Modulation of Barrier Function of Small Intestinal Epithelial Cells by Lamina Propria Fibroblasts in Response to Lipopolysaccharide: Possible Role of TNFα in Inducing Barrier Dysfunction

Abstract

Recent evidence suggests an interaction between immune, enteric neural and fibroblasts in the regulation of intestinal function. Earlier, we have reported that lipopolysaccharide (LPS) induced cell proliferation, collagen synthesis and production of proinflammatory mediators in lamina propria fibroblasts. In this report, we investigated the change in transepithelial resistance (TER) as a marker of epithelial barrier function by lipopolysaccharide (LPS) and its modulation by human small intestinal lamina propria fibroblasts (HSILPF). Epithelial cells incubated with LPS alone did not show any change in the TER at any concentration or prolonged exposure. However, co‐cultivation of epithelial cells with lamina propria fibroblasts which had been exposed to LPS resulted in a rapid decrease in TER by 2 hr. The decrease in the TER was continued till 8 hr followed by returning to the basal level by 24 hr. The supernatant of LPS‐treated HSILPF was less effective in causing a fall in the TER than HSILPF itself. The fall in TER was accompanied by loosening of tight junctions as depicted by increased penetration of horse radish peroxidase (HRP) across the epithelial cells from the apical to the basal side.
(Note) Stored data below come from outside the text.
//! Progress reporting for training runs.
//!
//! The trainer emits a [`ProgressUpdate`] at every stage boundary and once
//! per species, so a CLI spinner or a UI can follow a long run.
//!
//! # Example
//!
//! ```rust,ignore
//! use algae_learning::Trainer;
//!
//! let trainer = Trainer::builder()
//!     .on_progress(|update| {
//!         println!("[{:.0}%] {}", update.progress * 100.0, update.message);
//!     })
//!     .build()?;
//! ```

use serde::{Deserialize, Serialize};

/// Stages of a training run.
#[derive(Debug, Clone, Copy, PartialEq, Eq, Hash, Serialize, Deserialize)]
#[serde(rename_all = "snake_case")]
pub enum TrainingStage {
    /// Grouping observations by species
    Initializing,
    /// Fitting one encoder and model per species
    Training,
    /// Writing encoder and model artifacts
    SavingArtifacts,
    /// Writing the training summary
    SavingSummary,
    /// Run completed
    Complete,
    /// Run failed with an error
    Failed,
}

impl TrainingStage {
    /// Returns a human-readable name for the stage.
    pub fn display_name(&self) -> &'static str {
        match self {
            Self::Initializing => "Initializing",
            Self::Training => "Training Models",
            Self::SavingArtifacts => "Saving Artifacts",
            Self::SavingSummary => "Saving Summary",
            Self::Complete => "Complete",
            Self::Failed => "Failed",
        }
    }

    /// Share of the overall run spent in this stage (0.0 - 1.0).
    pub fn weight(&self) -> f32 {
        match self {
            Self::Initializing => 0.05,
            Self::Training => 0.80,
            Self::SavingArtifacts => 0.12,
            Self::SavingSummary => 0.03,
            Self::Complete | Self::Failed => 0.0,
        }
    }

    /// Cumulative progress at the start of this stage.
    pub fn base_progress(&self) -> f32 {
        match self {
            Self::Initializing => 0.0,
            Self::Training => 0.05,
            Self::SavingArtifacts => 0.85,
            Self::SavingSummary => 0.97,
            Self::Complete => 1.0,
            Self::Failed => 0.0,
        }
    }
}

/// Progress of a training run.
#[derive(Debug, Clone, Serialize, Deserialize)]
pub struct ProgressUpdate {
    pub stage: TrainingStage,

    /// Species being processed, if any
    #[serde(skip_serializing_if = "Option::is_none")]
    pub species: Option<String>,

    /// Overall progress (0.0 - 1.0)
    pub progress: f32,

    /// Progress within current stage (0.0 - 1.0)
    pub stage_progress: f32,

    pub message: String,

    #[serde(skip_serializing_if = "Option::is_none")]
    pub items_processed: Option<usize>,

    #[serde(skip_serializing_if = "Option::is_none")]
    pub items_total: Option<usize>,
}

impl ProgressUpdate {
    pub fn new(stage: TrainingStage, stage_progress: f32, message: impl Into<String>) -> Self {
        let progress = stage.base_progress() + (stage.weight() * stage_progress);
        Self {
            stage,
            species: None,
            progress: progress.clamp(0.0, 1.0),
            stage_progress: stage_progress.clamp(0.0, 1.0),
            message: message.into(),
            items_processed: None,
            items_total: None,
        }
    }

    /// Update for the `current`-th of `total` species.
    pub fn with_items(
        stage: TrainingStage,
        species: impl Into<String>,
        current: usize,
        total: usize,
        message: impl Into<String>,
    ) -> Self {
        let stage_progress = if total > 0 {
            current as f32 / total as f32
        } else {
            0.0
        };
        Self {
            species: Some(species.into()),
            items_processed: Some(current),
            items_total: Some(total),
            ..Self::new(stage, stage_progress, message)
        }
    }

    pub fn complete(message: impl Into<String>) -> Self {
        Self::new(TrainingStage::Complete, 1.0, message)
    }

    pub fn failed(message: impl Into<String>) -> Self {
        Self::new(TrainingStage::Failed, 0.0, message)
    }
}

/// Receiver of training progress.
///
/// Implementations must be `Send + Sync` so a run can report from a worker
/// thread.
pub trait ProgressReporter: Send + Sync {
    fn report(&self, update: ProgressUpdate);
}

/// [`ProgressReporter`] backed by a closure.
pub struct ClosureProgressReporter<F>
where
    F: Fn(ProgressUpdate) + Send + Sync,
{
    callback: F,
}

impl<F> ClosureProgressReporter<F>
where
    F: Fn(ProgressUpdate) + Send + Sync,
{
    pub fn new(callback: F) -> Self {
        Self { callback }
    }
}

impl<F> ProgressReporter for ClosureProgressReporter<F>
where
    F: Fn(ProgressUpdate) + Send + Sync,
{
    fn report(&self, update: ProgressUpdate) {
        (self.callback)(update);
    }
}

/// Reporter that drops every update.
#[derive(Debug, Clone, Copy, Default)]
pub struct NoopReporter;

impl ProgressReporter for NoopReporter {
    fn report(&self, _update: ProgressUpdate) {}
}

static_assertions::assert_impl_all!(ProgressUpdate: Send, Sync);

#[cfg(test)]
mod tests {
    use super::*;
    use std::sync::Arc;
    use std::sync::atomic::{AtomicUsize, Ordering};

    #[test]
    fn test_progress_update_with_items() {
        let update = ProgressUpdate::with_items(TrainingStage::Training, "Ulva", 1, 4, "Training Ulva");
        assert_eq!(update.species.as_deref(), Some("Ulva"));
        assert_eq!(update.stage_progress, 0.25);
        assert!((update.progress - 0.25).abs() < 1e-6);
        assert_eq!(update.items_total, Some(4));
    }

    #[test]
    fn test_complete_and_failed() {
        assert_eq!(ProgressUpdate::complete("done").progress, 1.0);
        let failed = ProgressUpdate::failed("boom");
        assert_eq!(failed.stage, TrainingStage::Failed);
        assert_eq!(failed.progress, 0.0);
    }

    #[test]
    fn test_stage_weights_sum_to_one() {
        let stages = [
            TrainingStage::Initializing,
            TrainingStage::Training,
            TrainingStage::SavingArtifacts,
            TrainingStage::SavingSummary,
        ];
        let total: f32 = stages.iter().map(|s| s.weight()).sum();
        assert!((total - 1.0).abs() < 1e-6);
        for pair in stages.windows(2) {
            let end = pair[0].base_progress() + pair[0].weight();
            assert!((end - pair[1].base_progress()).abs() < 1e-6);
        }
    }

    #[test]
    fn test_closure_progress_reporter() {
        let calls = Arc::new(AtomicUsize::new(0));
        let calls_clone = calls.clone();
        let reporter = ClosureProgressReporter::new(move |_update| {
            calls_clone.fetch_add(1, Ordering::SeqCst);
        });
        reporter.report(ProgressUpdate::new(TrainingStage::Initializing, 0.0, "start"));
        reporter.report(ProgressUpdate::complete("done"));
        assert_eq!(calls.load(Ordering::SeqCst), 2);
    }

    #[test]
    fn test_serialization_skips_empty_fields() {
        let json = serde_json::to_value(ProgressUpdate::new(TrainingStage::Training, 0.5, "x")).unwrap();
        assert_eq!(json["stage"], "training");
        assert!(json.get("species").is_none());
    }
}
Increased incorporation of ³[H]thymidine (tritiated thymidine) in epithelial cells was observed at 48 hr in the presence of LPS‐treated HSILPF. The decrease in TER during the early time period in epithelial cells was abrogated to 70% by incubating the LPS‐treated HSILPF and the conditioned medium of LPS‐treated HSILPF with anti‐TNFα antibody, and not with antibody to other cytokines like IL1α, IL1β, IL6 and IL8. Overall, these results suggest that TNFα produced by HSILPF in response to LPS as a soluble form cause a decrease in the TER and loosening of tight junctions, and such early changes in the epithelial barrier may contribute to local inflammation in the gut.